Saxe-Hildburghausen: Hildburghausen; Partitioned and disestablished when its ruler became the duke of Saxe-Altenburg in 1826
Saxe-Lauenburg: Ratzeburg; Ruled by the king of Denmark in personal union as its duke; by the Treaty of Vienna (1864), King Christian IX of Denmark abdicated as duke and ceded the duchy jointly to Prussia and Austria; by the Gastein Convention, Austria ceded its claim to Prussia; in September 1865, William I of Prussia acceded as duke in personal union
Saxe-Meiningen: Meiningen
Principalities (Fürstentümer)
Hohenzollern-Hechingen: Hechingen; Annexed by Prussia in 1850
Hohenzollern-Sigmaringen: Sigmaringen; Annexed by Prussia in 1850
Liechtenstein: Vaduz
Lippe: Detmold
Nassau-Weilburg: Weilburg; Inherited the Duchy of Nassau on 24 March 1816
Nassau-Usingen: Usingen; Inherited the Duchy of Nassau on 24 March 1816
Reuss-Ebersdorf: Ebersdorf; Inherited by Reuss-Schleiz in October 1848
Reuss-Greiz: Greiz; Commonly known as Reuss Elder Line from 1848
Reuss-Lobenstein: Lobenstein; Inherited by Reuss-Ebersdorf in May 1824
Reuss-Schleiz; Reuss-Gera (from 1848): Schleiz; Gera (from 1848); Commonly known as Reuss Younger Line from 1848
Schaumburg-Lippe: Bückeburg
Schwarzburg-Rudolstadt: Rudolstadt
Schwarzburg-Sondershausen: Sondershausen
Waldeck and Pyrmont: Arolsen
Landgraviate (Landgrafschaft)
Hesse-Homburg: Bad Homburg; Joined 7 July 1817; inherited by Hesse and by Rhine in March 1866; annexed by Prussia 20 September 1866
Free Cities (Freie Stadt)
Bremen: Bremen
Frankfurt: Frankfurt am Main; Annexed by Prussia 20 September 1866
Hamburg: Hamburg
Lübeck: Lübeck

=== Summary of membership changes ===

| Year | Additions | Losses | Membership |
|---|---|---|---|
| 1815 | 39 original members |  | 39 |
| 1815 | Baden and Württemberg |  | 41 |
| 1816 |  | Nassau-Weilburg inherits Nassau-Usingen (Duchy of Nassau) | 40 |
| 1817 | Hesse-Homburg |  | 41 |
| 1824 |  | Reuss-Ebersdorf inherits Reuss-Lobenstein | 40 |
| 1826 |  | Reorganization of the Ernestine duchies: Saxe-Altenburg-Gotha is partitioned; Saxe-Hildburghausen inherits Altenburg and becomes Saxe-Altenburg; Saxe-Coburg-Saalfeld obtains Gotha and becomes Saxe-Coburg-Gotha; Hildburgshausen and Saalfeld are ceded to Saxe-Meiningen | 39 |
| 1839 | Limburg |  | 40 |
| 1848 |  | Reuss-Schleiz inherits Reuss-Ebersdorf and becomes Reuss-Gera | 39 |
| 1850 |  | Prussia inherits Hohenzollern-Hechingen and Hohenzollern-Sigmaringen | 37 |
| 1853 |  | Anhalt-Dessau annexes Anhalt-Köthen which it has ruled in personal union since 1847 | 36 |
| 1863 |  | Anhalt-Dessau inherits Anhalt-Bernburg and becomes Anhalt | 35 |
| 1866 |  | Hesse-Darmstadt inherits Hesse-Homburg | 34 |

== Federal Convention ==

Chart: functioning of the German Confederation

The Federal Convention, as described in the basic law of 15 May 1820, was the sole constitutional institution of the Confederation.

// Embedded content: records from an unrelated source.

//! Transaction and category routes.

use axum::extract::{Path, Query, State};
use axum::http::StatusCode;
use axum::response::Json;
use serde::Deserialize;
use uuid::Uuid;

use crate::catalog::{self, Category, TransactionKind};
use crate::routes::auth::AuthUser;
use crate::services::analytics::{self, Summary};
use crate::services::transaction::{
    self, NewTransaction, TransactionError, TransactionFilter, TransactionPatch, TransactionRow,
};
use crate::state::AppState;

pub(crate) fn transaction_error_to_status(err: &TransactionError) -> StatusCode {
    match err {
        TransactionError::InvalidAmount
        | TransactionError::EmptyDescription
        | TransactionError::UnknownCategory(_)
        | TransactionError::CategoryKindMismatch { .. }
        | TransactionError::EmptyPatch
        | TransactionError::UnknownTypeFilter(_) => StatusCode::BAD_REQUEST,
        TransactionError::NotFound(_) => StatusCode::NOT_FOUND,
        TransactionError::Database(e) => {
            tracing::error!(error = %e, "transaction query failed");
            StatusCode::INTERNAL_SERVER_ERROR
        }
    }
}

/// `GET /api/transactions?type=&search=`: the caller's transactions, newest first.
pub async fn list_transactions(
    State(state): State<AppState>,
    auth: AuthUser,
    Query(filter): Query<TransactionFilter>,
) -> Result<Json<Vec<TransactionRow>>, StatusCode> {
    transaction::get_user_transactions(&state.pool, &auth.actor(), &filter)
        .await
        .map(Json)
        .map_err(|e| transaction_error_to_status(&e))
}

/// `POST /api/transactions`: create a transaction.
pub async fn create_transaction(
    State(state): State<AppState>,
    auth: AuthUser,
    Json(body): Json<NewTransaction>,
) -> Result<(StatusCode, Json<TransactionRow>), StatusCode> {
    let row = transaction::add_transaction(&state.pool, &auth.actor(), &body)
        .await
        .map_err(|e| transaction_error_to_status(&e))?;
    Ok((StatusCode::CREATED, Json(row)))
}

/// `GET /api/transactions/{id}`
pub async fn get_transaction(
    State(state): State<AppState>,
    auth: AuthUser,
    Path(id): Path<Uuid>,
) -> Result<Json<TransactionRow>, StatusCode> {
    transaction::get_transaction(&state.pool, auth.user.id, id)
        .await
        .map(Json)
        .map_err(|e| transaction_error_to_status(&e))
}

/// `PATCH /api/transactions/{id}`: partial update.
pub async fn update_transaction(
    State(state): State<AppState>,
    auth: AuthUser,
    Path(id): Path<Uuid>,
    Json(body): Json<TransactionPatch>,
) -> Result<Json<TransactionRow>, StatusCode> {
    transaction::update_transaction(&state.pool, &auth.actor(), id, &body)
        .await
        .map(Json)
        .map_err(|e| transaction_error_to_status(&e))
}

/// `DELETE /api/transactions/{id}`
pub async fn delete_transaction(
    State(state): State<AppState>,
    auth: AuthUser,
    Path(id): Path<Uuid>,
) -> Result<StatusCode, StatusCode> {
    transaction::delete_transaction(&state.pool, &auth.actor(), id)
        .await
        .map_err(|e| transaction_error_to_status(&e))?;
    Ok(StatusCode::NO_CONTENT)
}

/// `GET /api/transactions/stats`: lifetime totals.
pub async fn stats(State(state): State<AppState>, auth: AuthUser) -> Result<Json<Summary>, StatusCode> {
    analytics::get_user_stats(&state.pool, auth.user.id)
        .await
        .map(Json)
        .map_err(|e| transaction_error_to_status(&e))
}

#[derive(Deserialize)]
pub struct CategoryQuery {
    #[serde(rename = "type")]
    kind: Option<String>,
}

/// Categories for `type`, or all of them when absent or `all`.
pub(crate) fn select_categories(kind: Option<&str>) -> Result<Vec<Category>, StatusCode> {
    match kind.map(str::trim) {
        None | Some("" | "all") => Ok(catalog::all_categories().copied().collect()),
        Some(raw) => TransactionKind::parse(raw)
            .map(|k| catalog::categories_for(k).to_vec())
            .ok_or(StatusCode::BAD_REQUEST),
    }
}

/// `GET /api/categories?type=`: the category catalog.
pub async fn list_categories(Query(query): Query<CategoryQuery>) -> Result<Json<Vec<Category>>, StatusCode> {
    select_categories(query.kind.as_deref()).map(Json)
}

#[cfg(test)]
#[path = "transactions_test.rs"]
mod tests;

This was not an elected assembly, rather its members were appointed plenipotentiaries from the member states. The Convention was permanently presided over by the representative of Austria. Plenary sessions where larger states had more votes than smaller ones were only called to discuss important issues such as a declaration of war or ratification of a peace treaty, and required a two-thirds majority (Article XII). Constitutional issues concerning alterations to the fundamental laws, admission of new member states, or religious issues had to be decided unanimously (Article XIII). Consequently, even the smallest states held an effective veto in these areas. Most routine matters were decided by a majority vote of the smaller Engerer Rat, or inner council (Article XI). This comprised 17 votes distributed in the following manner:

- The Austrian Empire and the Kingdom of Prussia, as the Confederation's largest and most powerful members, each had one vote, even though large parts of both were excluded from the Confederation because they had not been part of the Holy Roman Empire.
- Six other major states also had one vote each: the Kingdom of Bavaria, the Kingdom of Saxony, the Kingdom of Württemberg, the Electorate of Hesse, the Grand Duchy of Baden, and the Grand Duchy of Hesse and by Rhine.
- Three foreign monarchs ruled in personal union over five member states of the Confederation and each monarch had one vote: the king of Denmark as duke of Holstein and duke of Saxe-Lauenburg; the king of the Netherlands as grand duke of Luxembourg and (from 1839) duke of Limburg; and the king of the United Kingdom of Great Britain and Ireland (until 1837) as king of Hanover.
- The four free cities of Bremen, Frankfurt, Hamburg, and Lübeck shared one vote.
- The remaining states shared a total of five votes, with one vote for each of the following groups:
  - Brunswick and Nassau
  - Mecklenburg-Schwerin and Mecklenburg-Strelitz
  - Saxe-Coburg-Saalfeld, Saxe-Gotha-Altenburg, Saxe-Hildburghausen, Saxe-Meiningen and Saxe-Weimar-Eisenach
  - Anhalt-Bernburg, Anhalt-Dessau, Anhalt-Köthen, Oldenburg, Schwarzburg-Rudolstadt and Schwarzburg-Sondershausen
  - Hesse-Homberg, Hohenzollern-Hechingen, Hohenzollern-Sigmaringen, Liechtenstein, Lippe, Reuss (Elder Branch), Reuss (Younger Branch), Schaumburg-Lippe and Waldeck

== Military ==

=== Activities ===
The rules of the Confederation provided for three different types of military interventions:
- the federal war (Bundeskrieg) against an external enemy who attacks federal territory,
- the federal execution (Bundesexekution) against the government of a member state that violates federal law,
- the federal intervention (Bundesintervention) supporting a government that is under pressure of a popular uprising.
Other military conflicts were foreign to the confederation (bundesfremd). An example is Austria's oppression of the uprising in Northern Italy in 1848 and 1849, as these Austrian territories lay outside of the confederation's borders.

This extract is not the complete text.